Statistics for Data Science (using R)
Preface
These course notes provide an applied introduction to multivariate data analysis methods and statistical models using the R system for statistical computing. Currently, they are primarily aimed at students of the “Statistics for Data Science” course of the MSc in Data Science of the University of Girona and it serves as basis to more specialised courses taught later on. They build on previous materials developed by the author while delivering training courses for scientists at Biomathematics and Statistics Scotland (BioSS) and lecturing the Multivariate Data Analysis course at the University of Edinburgh. Basic statistical knowledge and some experience working and managing data in the R environment is assumed. The course avoids mathematical/statistical theory as much as possible and concentrates on the underlying concepts, emphasising how to put them in practice using R as computing tool.
They are divided into two blocks:
Chapters 1-6: overview of some multivariate methods aimed at data dimension reduction, classification, identification of similarities, associations, and patters in data sets; with a focus on data exploration and graphical representation.
Chapters 7-12: overview of some of the families of linear, non-linear, generalised linear and additive regression models commonly used in statistical modelling, including questions related to model validation, variable selection and dealing with high dimensions.
Some bibliographic references for more details include:
Everitt, B. S. and Hothorn, T. (2011). An Introduction to Applied Multivariate Analysis with R. Springer.
Faraway, J.J. (2005). Linear Models with R. Chapman & Hall/CRC, http://www.maths.bath.ac.uk/\~jjf23/LMR.
Faraway, J.J. (2006). Extending the Linear Model with R. Chapman & Hall/CRC, http://www.maths.bath.ac.uk/\~jjf23/ELM.

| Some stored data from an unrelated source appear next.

//! Golden wire-format tests: literal SHIP byte strings in, typed frames
//! out, and byte-identical re-encoding where the encoding is canonical.

use eebus_wire::ship::{
    ClosePhase, ConnectionClose, ConnectionHello, HandshakeType, HelloPhase, ShipFrame,
    handshake_error, msg_type,
};
use eebus_wire::spine::{
    CmdClassifier, Command, Datagram, FeatureAddress, FunctionData, Header,
    LoadControlLimitListData, SPECIFICATION_VERSION,
};

#[test]
fn cmi_wire_bytes_are_exact() {
    assert_eq!(ShipFrame::Cmi(1).encode(), b"\x04{\"cmi\":1}");
}

#[test]
fn cmi_mismatch_is_decodable() {
    // A mismatching CMI value still parses; the SME decides to abort.
    match ShipFrame::decode(b"\x04{\"cmi\":2}").unwrap() {
        ShipFrame::Cmi(v) => assert_eq!(v, 2),
        other => panic!("expected cmi, got {other:?}"),
    }
}

#[test]
fn hello_ready_vector() {
    let frame = ShipFrame::decode(b"\x01{\"connectionHello\":[{\"phase\":\"ready\"}]}").unwrap();
    assert_eq!(frame, ShipFrame::Hello(ConnectionHello::ready()));
}

#[test]
fn hello_aborted_vector() {
    let frame = ShipFrame::decode(b"\x01{\"connectionHello\":[{\"phase\":\"aborted\"}]}").unwrap();
    match frame {
        ShipFrame::Hello(hello) => assert_eq!(hello.phase, HelloPhase::Aborted),
        other => panic!("expected hello, got {other:?}"),
    }
}

#[test]
fn hello_ready_with_waiting_vector() {
    let frame =
        ShipFrame::decode(b"\x01{\"connectionHello\":[{\"phase\":\"ready\"},{\"waiting\":6000}]}")
            .unwrap();
    match frame {
        ShipFrame::Hello(hello) => {
            assert_eq!(hello.phase, HelloPhase::Ready);
            assert_eq!(hello.waiting, Some(6000));
        }
        other => panic!("expected hello, got {other:?}"),
    }
}

#[test]
fn handshake_select_vector() {
    let bytes = b"\x01{\"messageProtocolHandshake\":[{\"handshakeType\":\"select\"},{\"version\":[{\"major\":1},{\"minor\":0}]},{\"formats\":[{\"format\":[\"JSON-UTF8\"]}]}]}";
    match ShipFrame::decode(bytes).unwrap() {
        ShipFrame::ProtocolHandshake(hs) => {
            assert_eq!(hs.handshake_type, HandshakeType::Select);
            assert!(hs.is_acceptable());
        }
        other => panic!("expected handshake, got {other:?}"),
    }
}

#[test]
fn handshake_version_two_decodes_but_is_unacceptable() {
    let bytes = b"\x01{\"messageProtocolHandshake\":[{\"handshakeType\":\"select\"},{\"version\":[{\"major\":2},{\"minor\":0}]},{\"formats\":[{\"format\":[\"JSON-UTF8\"]}]}]}";
    match ShipFrame::decode(bytes).unwrap() {
        ShipFrame::ProtocolHandshake(hs) => assert!(!hs.is_acceptable()),
        other => panic!("expected handshake, got {other:?}"),
    }
}

#[test]
fn handshake_error_selection_mismatch_encoding() {
    let frame = ShipFrame::ProtocolHandshakeError(eebus_wire::ship::MessageProtocolHandshakeError {
        error: handshake_error::SELECTION_MISMATCH,
    });
    assert_eq!(
        frame.encode(),
        b"\x01{\"messageProtocolHandshakeError\":[{\"error\":3}]}"
    );
}

#[test]
fn close_announce_vector() {
    let frame = ShipFrame::decode(b"\x03{\"connectionClose\":[{\"phase\":\"announce\"}]}").unwrap();
    match frame {
        ShipFrame::Close(close) => {
            assert_eq!(close.phase, ClosePhase::Announce);
            assert_eq!(close.max_time, None);
        }
        other => panic!("expected close, got {other:?}"),
    }
}

#[test]
fn close_confirm_round_trip() {
    let frame = ShipFrame::Close(ConnectionClose::confirm());
    let bytes = frame.encode();
    assert_eq!(bytes[0], msg_type::END);
    assert_eq!(ShipFrame::decode(&bytes).unwrap(), frame);
}

#[test]
fn message_types_above_control_abort() {
    for ty in [0x06u8, 0x10, 0xff] {
        let mut bytes = vec![ty];
        bytes.extend_from_slice(b"{\"cmi\":1}");
        assert!(ShipFrame::decode(&bytes).is_err());
    }
}

#[test]
fn datagram_through_ship_data_frame() {
    let datagram = Datagram {
        header: Header {
            specification_version: SPECIFICATION_VERSION.to_owned(),
            source: FeatureAddress::new(Some("d:_n:vendor_model-1".into()), vec![1], 1),
            destination: FeatureAddress::new(Some("d:_n:other_model-2".into()), vec![0], 0),
            msg_counter: 1,
            msg_counter_reference: None,
            cmd_classifier: CmdClassifier::Read,
            ack_request: None,
        },
        cmds: vec![Command::new(FunctionData::LoadControlLimitListData(
            LoadControlLimitListData::default(),
        ))],
    };

    let frame = ShipFrame::Data(eebus_wire::ship::ShipData::new(datagram.to_value()));
    let bytes = frame.encode();
    assert_eq!(bytes[0], msg_type::DATA);

    match ShipFrame::decode(&bytes).unwrap() {
        ShipFrame::Data(data) => {
            assert_eq!(data.protocol_id, eebus_wire::ship::PROTOCOL_ID);
            assert_eq!(Datagram::from_value(&data.payload).unwrap(), datagram);
        }
        other => panic!("expected data frame, got {other:?}"),
    }
}

#[test]
fn data_frame_without_protocol_id_is_rejected() {
    let bytes = b"\x02{\"data\":[{\"header\":[]},{\"payload\":{\"datagram\":[]}}]}";
    assert!(ShipFrame::decode(bytes).is_err());
}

James, G., Witten, D., Hastie, T. and Tibshirani, R. (2021). An Introduction to Statistical Learning with Applications in R. 2nd edition, Springer.

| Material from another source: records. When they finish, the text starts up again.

//! Device state and the datagram router.
//!
//! Everything in here runs under the device mutex. Side effects that must
//! not run under the lock (event publication, user callbacks) are
//! collected as [`Effect`]s and executed by the caller after unlocking.
//! Sending never blocks: senders push pre-serialized frames into the
//! connection's write queue.

use std::collections::HashMap;

use tokio::time::Instant;
use tracing::{debug, warn};

use eebus_runtime::EebusError;
use eebus_wire::spine::address::{DEVICE_INFORMATION_ENTITY_ID, NODE_MANAGEMENT_FEATURE_ID};
use eebus_wire::spine::node_management::{DeviceDescription, DeviceInformation, Role};
use eebus_wire::spine::{
    CmdClassifier, Command, Datagram, DeviceAddress, FeatureAddress, FunctionData, FunctionType,
    Header, ResultData, result_error,
};

use crate::binding::BindingManager;
use crate::entity::EntityLocal;
use crate::events::{DeviceEventHub, ElementChange, EventPayload, EventType};
use crate::feature::{
    FeatureLocal, ResponseCallback, ResponseMessage, ResponseResult, WriteApprovalCallback,
    WriteRequest,
};
use crate::pending::PendingRequests;
use crate::sender::Sender;
use crate::subscription::SubscriptionManager;

use super::local::DeviceInfo;
use super::remote::DeviceRemote;

/// Deferred side effects, executed after the device lock is released.
pub(crate) enum Effect {
    Event(EventPayload),
    Response {
        callbacks: Vec<ResponseCallback>,
        message: ResponseMessage,
    },
    WriteApproval {
        callbacks: Vec<WriteApprovalCallback>,
        request: WriteRequest,
    },
}

pub(crate) struct DeviceState {
    pub(crate) info: DeviceInfo,
    pub(crate) entities: Vec<EntityLocal>,
    pub(crate) next_entity_id: u32,
    pub(crate) subscriptions: SubscriptionManager,
    pub(crate) bindings: BindingManager,
    pub(crate) remote_devices: HashMap<String, DeviceRemote>,
    pub(crate) pending: PendingRequests,
    pub(crate) stopped: bool,
    effects: Vec<Effect>,
}
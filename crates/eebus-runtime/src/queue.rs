//! Bounded message queue with timed send/receive and close semantics.
//!
//! This is the only hand-off point between transport tasks, timer callbacks
//! and the device worker: producers block (or time out) when the consumer
//! falls behind, and `close` unblocks both sides so shutdown never hangs.

use std::sync::Arc;
use std::time::Duration;

use tokio::sync::{mpsc, watch};

use crate::EebusError;

/// How long a queue operation may wait before giving up.
#[derive(Debug, Clone, Copy, PartialEq, Eq)]
pub enum Deadline {
    /// Block until the operation completes or the queue is closed.
    Infinite,
    /// Give up with [`EebusError::Timeout`] after the given duration.
    Within(Duration),
}

struct Shared {
    closed: watch::Sender<bool>,
}

impl Shared {
    fn is_closed(&self) -> bool {
        *self.closed.borrow()
    }
}

/// Producer half of a bounded queue.
pub struct QueueSender<T> {
    tx: mpsc::Sender<T>,
    shared: Arc<Shared>,
}

impl<T> Clone for QueueSender<T> {
    fn clone(&self) -> Self {
        QueueSender {
            tx: self.tx.clone(),
            shared: Arc::clone(&self.shared),
        }
    }
}

/// Consumer half of a bounded queue.
pub struct QueueReceiver<T> {
    rx: mpsc::Receiver<T>,
    shared: Arc<Shared>,
}

/// Create a bounded queue with at least one slot.
pub fn queue<T>(capacity: usize) -> (QueueSender<T>, QueueReceiver<T>) {
    let capacity = capacity.max(1);
    let (tx, rx) = mpsc::channel(capacity);
    let (closed, _) = watch::channel(false);
    let shared = Arc::new(Shared { closed });
    (
        QueueSender {
            tx,
            shared: Arc::clone(&shared),
        },
        QueueReceiver { rx, shared },
    )
}

/// Wait for the closed flag to flip to `true`.
async fn closed_wait(shared: &Shared) {
    let mut rx = shared.closed.subscribe();
    // Ignore the sender-dropped case: the flag can then never flip.
    let _ = rx.wait_for(|closed| *closed).await;
    // If the watch sender is gone the queue is being torn down anyway;
    // park forever and let the other select arms win.
    if !shared.is_closed() {
        std::future::pending::<()>().await;
    }
}

async fn deadline_wait(deadline: Deadline) {
    match deadline {
        Deadline::Infinite => std::future::pending().await,
        Deadline::Within(d) => tokio::time::sleep(d).await,
    }
}

impl<T> QueueSender<T> {
    /// Enqueue a message, waiting for a free slot up to the deadline.
    ///
    /// Returns [`EebusError::NoChange`] once the queue is closed and
    /// [`EebusError::Timeout`] when a finite deadline expires first.
    pub async fn send(&self, msg: T, deadline: Deadline) -> Result<(), EebusError> {
        if self.shared.is_closed() {
            return Err(EebusError::NoChange);
        }

        tokio::select! {
            res = self.tx.send(msg) => res.map_err(|_| EebusError::NoChange),
            _ = closed_wait(&self.shared) => Err(EebusError::NoChange),
            _ = deadline_wait(deadline) => Err(EebusError::Timeout),
        }
    }

    /// Enqueue without waiting; a full queue is a [`EebusError::Timeout`].
    pub fn try_send(&self, msg: T) -> Result<(), EebusError> {
        if self.shared.is_closed() {
            return Err(EebusError::NoChange);
        }

        self.tx.try_send(msg).map_err(|e| match e {
            mpsc::error::TrySendError::Full(_) => EebusError::Timeout,
            mpsc::error::TrySendError::Closed(_) => EebusError::NoChange,
        })
    }

    /// Close the queue from the producer side.
    pub fn close(&self) {
        self.shared.closed.send_replace(true);
    }

    pub fn is_closed(&self) -> bool {
        self.shared.is_closed()
    }
}

impl<T> QueueReceiver<T> {
    /// Dequeue one message, waiting up to the deadline.
    ///
    /// Once the queue is closed every queued message is dropped and
    /// [`EebusError::NoChange`] is returned.
    pub async fn recv(&mut self, deadline: Deadline) -> Result<T, EebusError> {
        if self.shared.is_closed() {
            self.clear();
            return Err(EebusError::NoChange);
        }

        tokio::select! {
            msg = self.rx.recv() => msg.ok_or(EebusError::NoChange),
            _ = closed_wait(&self.shared) => {
                self.clear();
                Err(EebusError::NoChange)
            }
            _ = deadline_wait(deadline) => Err(EebusError::Timeout),
        }
    }

    /// Drop every message currently queued.
    pub fn clear(&mut self) {
        while self.rx.try_recv().is_ok() {}
    }

    /// Close the queue from the consumer side; unblocks pending senders.
    pub fn close(&mut self) {
        self.shared.closed.send_replace(true);
        self.rx.close();
        self.clear();
    }
}

#[cfg(test)]
mod tests {
    use super::*;

    #[tokio::test]
    async fn send_recv_in_order() {
        let (tx, mut rx) = queue(4);
        tx.send(1u32, Deadline::Infinite).await.unwrap();
        tx.send(2u32, Deadline::Infinite).await.unwrap();
        assert_eq!(rx.recv(Deadline::Infinite).await.unwrap(), 1);
        assert_eq!(rx.recv(Deadline::Infinite).await.unwrap(), 2);
    }

    #[tokio::test(start_paused = true)]
    async fn recv_times_out_on_empty_queue() {
        let (_tx, mut rx) = queue::<u32>(1);
        let err = rx
            .recv(Deadline::Within(Duration::from_millis(50)))
            .await
            .unwrap_err();
        assert_eq!(err, EebusError::Timeout);
    }

    #[tokio::test(start_paused = true)]
    async fn send_times_out_on_full_queue() {
        let (tx, _rx) = queue(1);
        tx.send(1u32, Deadline::Infinite).await.unwrap();
        let err = tx
            .send(2u32, Deadline::Within(Duration::from_millis(50)))
            .await
            .unwrap_err();
        assert_eq!(err, EebusError::Timeout);
    }

    #[tokio::test]
    async fn close_unblocks_receiver() {
        let (tx, mut rx) = queue::<u32>(1);
        let handle = tokio::spawn(async move { rx.recv(Deadline::Infinite).await });
        tokio::task::yield_now().await;
        tx.close();
        assert_eq!(handle.await.unwrap().unwrap_err(), EebusError::NoChange);
    }

    #[tokio::test]
    async fn close_drops_queued_messages() {
        let (tx, mut rx) = queue(4);
        tx.send(7u32, Deadline::Infinite).await.unwrap();
        tx.close();
        assert_eq!(
            rx.recv(Deadline::Infinite).await.unwrap_err(),
            EebusError::NoChange
        );
        // A second receive stays closed.
        assert_eq!(
            rx.recv(Deadline::Infinite).await.unwrap_err(),
            EebusError::NoChange
        );
    }

    #[tokio::test]
    async fn send_after_close_is_no_change() {
        let (tx, mut rx) = queue(1);
        rx.close();
        assert_eq!(
            tx.send(1u32, Deadline::Infinite).await.unwrap_err(),
            EebusError::NoChange
        );
        assert_eq!(tx.try_send(1u32).unwrap_err(), EebusError::NoChange);
    }
}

Kuhn, M., and Johnson, K. (2013). Applied predictive modeling. Springer.
Wood S.N. (2017) Generalized Additive Models: An Introduction with R (2nd edition). Chapman and Hall/CRC Press.

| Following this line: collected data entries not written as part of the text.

impl ShipFrame {
    /// Message-type byte this frame travels under.
    pub fn message_type(&self) -> u8 {
        match self {
            ShipFrame::Cmi(_) => msg_type::CMI,
            ShipFrame::Data(_) => msg_type::DATA,
            ShipFrame::Close(_) => msg_type::END,
            _ => msg_type::INIT,
        }
    }

    pub fn encode(&self) -> Vec<u8> {
        let body = self.body_value();
        let mut frame = Vec::with_capacity(64);
        frame.push(self.message_type());
        frame.extend_from_slice(&to_canonical_bytes(&body));
        frame
    }

    fn body_value(&self) -> Value {
        match self {
            ShipFrame::Cmi(v) => json!({ "cmi": v }),
            ShipFrame::Hello(hello) => json!({ "connectionHello": hello.to_value() }),
            ShipFrame::ProtocolHandshake(hs) => {
                json!({ "messageProtocolHandshake": hs.to_value() })
            }
            ShipFrame::ProtocolHandshakeError(e) => json!({
                "messageProtocolHandshakeError":
                    SeqBuilder::new().field("error", json!(e.error)).build()
            }),
            ShipFrame::PinState(ps) => json!({
                "connectionPinState": SeqBuilder::new()
                    .field("pinState", json!(ps.pin_state.as_str()))
                    .opt(
                        "inputPermission",
                        ps.input_permission.map(|p| json!(p.as_str())),
                    )
                    .build()
            }),
            ShipFrame::PinInput(pi) => json!({
                "connectionPinInput": SeqBuilder::new().field("pin", json!(pi.pin)).build()
            }),
            ShipFrame::PinError(pe) => json!({
                "connectionPinError": SeqBuilder::new().field("error", json!(pe.error)).build()
            }),
            ShipFrame::AccessMethodsRequest => json!({ "accessMethodsRequest": [] }),
            ShipFrame::AccessMethods(am) => json!({
                "accessMethods": SeqBuilder::new()
                    .field("id", json!(am.id))
                    .tag_if("dnsSd_mDns", am.dns_sd_mdns)
                    .opt(
                        "dns",
                        am.dns_uri.as_ref().map(|uri| {
                            SeqBuilder::new().field("uri", json!(uri)).build()
                        }),
                    )
                    .build()
            }),
            ShipFrame::Close(close) => json!({
                "connectionClose": SeqBuilder::new()
                    .field("phase", json!(close.phase.as_str()))
                    .opt("maxTime", close.max_time.map(|t| json!(t)))
                    .opt("reason", close.reason.as_ref().map(|r| json!(r)))
                    .build()
            }),
            ShipFrame::Data(data) => json!({
                "data": SeqBuilder::new()
                    .field(
                        "header",
                        SeqBuilder::new()
                            .field("protocolId", json!(data.protocol_id))
                            .build(),
                    )
                    .field("payload", data.payload.clone())
                    .build()
            }),
        }
    }

    /// Decode one framed message; the first byte selects the type.
    pub fn decode(bytes: &[u8]) -> Result<Self, EebusError> {
        let (&ty, body) = bytes
            .split_first()
            .ok_or_else(|| EebusError::Parse("empty frame".into()))?;

        if ty > msg_type::CONTROL {
            return Err(EebusError::Parse(format!(
                "unsupported message type {ty:#04x}"
            )));
        }

        let value = from_slice_exact(body)?;
        let (key, inner) = single_key_root(&value)?;

        match (ty, key) {
            (msg_type::CMI, "cmi") => {
                let v = inner
                    .as_u64()
                    .ok_or_else(|| EebusError::Parse("cmi: expected an integer".into()))?;
                Ok(ShipFrame::Cmi(v))
            }
            (msg_type::INIT | msg_type::CONTROL, "connectionHello") => {
                Ok(ShipFrame::Hello(ConnectionHello::from_value(inner)?))
            }
            (msg_type::INIT | msg_type::CONTROL, "messageProtocolHandshake") => Ok(
                ShipFrame::ProtocolHandshake(MessageProtocolHandshake::from_value(inner)?),
            ),
            (msg_type::INIT | msg_type::CONTROL, "messageProtocolHandshakeError") => {
                let seq = SeqReader::new(inner)?;
                seq.deny_unknown(&["error"])?;
                Ok(ShipFrame::ProtocolHandshakeError(
                    MessageProtocolHandshakeError {
                        error: as_u32(seq.require("error")?, "error")?,
                    },
                ))
            }
            (msg_type::INIT | msg_type::CONTROL, "connectionPinState") => {
                let seq = SeqReader::new(inner)?;
                seq.deny_unknown(&["pinState", "inputPermission"])?;
                Ok(ShipFrame::PinState(ConnectionPinState {
                    pin_state: PinState::parse(&as_str(seq.require("pinState")?, "pinState")?)?,
                    input_permission: seq
                        .get("inputPermission")
                        .map(|v| {
                            as_str(v, "inputPermission").and_then(|s| PinInputPermission::parse(&s))
                        })
                        .transpose()?,
                }))
            }
            (msg_type::INIT | msg_type::CONTROL, "connectionPinInput") => {
                let seq = SeqReader::new(inner)?;
                seq.deny_unknown(&["pin"])?;
                let pin = as_str(seq.require("pin")?, "pin")?;
                validate_pin(&pin)?;
                Ok(ShipFrame::PinInput(ConnectionPinInput { pin }))
            }
            (msg_type::INIT | msg_type::CONTROL, "connectionPinError") => {
                let seq = SeqReader::new(inner)?;
                seq.deny_unknown(&["error"])?;
                Ok(ShipFrame::PinError(ConnectionPinError {
                    error: as_u32(seq.require("error")?, "error")?,
                }))
            }
            (msg_type::INIT | msg_type::CONTROL, "accessMethodsRequest") => {
                Ok(ShipFrame::AccessMethodsRequest)
            }
            (msg_type::INIT | msg_type::CONTROL, "accessMethods") => {
                let seq = SeqReader::new(inner)?;
                seq.deny_unknown(&["id", "dnsSd_mDns", "dns"])?;
                let dns_uri = seq
                    .get("dns")
                    .map(|dns| {
                        let dns_seq = SeqReader::new(dns)?;
                        as_str(dns_seq.require("uri")?, "dns.uri")
                    })
                    .transpose()?;
                Ok(ShipFrame::AccessMethods(AccessMethods {
                    id: as_str(seq.require("id")?, "id")?,
                    dns_sd_mdns: seq.get("dnsSd_mDns").is_some(),
                    dns_uri,
                }))
            }
            (msg_type::END, "connectionClose") => {
                let seq = SeqReader::new(inner)?;
                seq.deny_unknown(&["phase", "maxTime", "reason"])?;
                Ok(ShipFrame::Close(ConnectionClose {
                    phase: ClosePhase::parse(&as_str(seq.require("phase")?, "phase")?)?,
                    max_time: seq
                        .get("maxTime")
                        .map(|v| as_u32(v, "maxTime"))
                        .transpose()?,
                    reason: seq
                        .get("reason")
                        .map(|v| as_str(v, "reason"))
                        .transpose()?,
                }))
            }
            (msg_type::DATA, "data") => {
                let seq = SeqReader::new(inner)?;
                seq.deny_unknown(&["header", "payload"])?;
                let header = SeqReader::new(seq.require("header")?)?;
                let protocol_id = as_str(header.require("protocolId")?, "protocolId")?;
                Ok(ShipFrame::Data(ShipData {
                    protocol_id,
                    payload: seq.require("payload")?.clone(),
                }))
            }
            (ty, key) => Err(EebusError::Parse(format!(
                "unexpected `{key}` under message type {ty:#04x}"
            ))),
        }
    }
}

/// 8–16 hex digits.
fn validate_pin(pin: &str) -> Result<(), EebusError> {
    if !(8..=16).contains(&pin.len()) {
        return Err(EebusError::Parse(format!(
            "pin length {} outside 8..=16",
            pin.len()
        )));
    }
    hex::decode(pin_padded(pin)).map_err(|_| EebusError::Parse("pin is not hex".into()))?;
    Ok(())
}

fn pin_padded(pin: &str) -> String {
    if pin.len() % 2 == 0 {
        pin.to_owned()
    } else {
        format!("0{pin}")
    }
}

Zelterman, D. (2015). Applied Multivariate Statistics with R. Springer.
The written material is accompanied by R code generating the outputs. We strongly encourage the students not to just copy and paste code chunks into their R system, but to type in and experiment with the code themselves, checking the details of the functions on the R help system, reviewing what arguments are available and how they interact with the output of the function. This will for sure provide a much more enriching learning experience.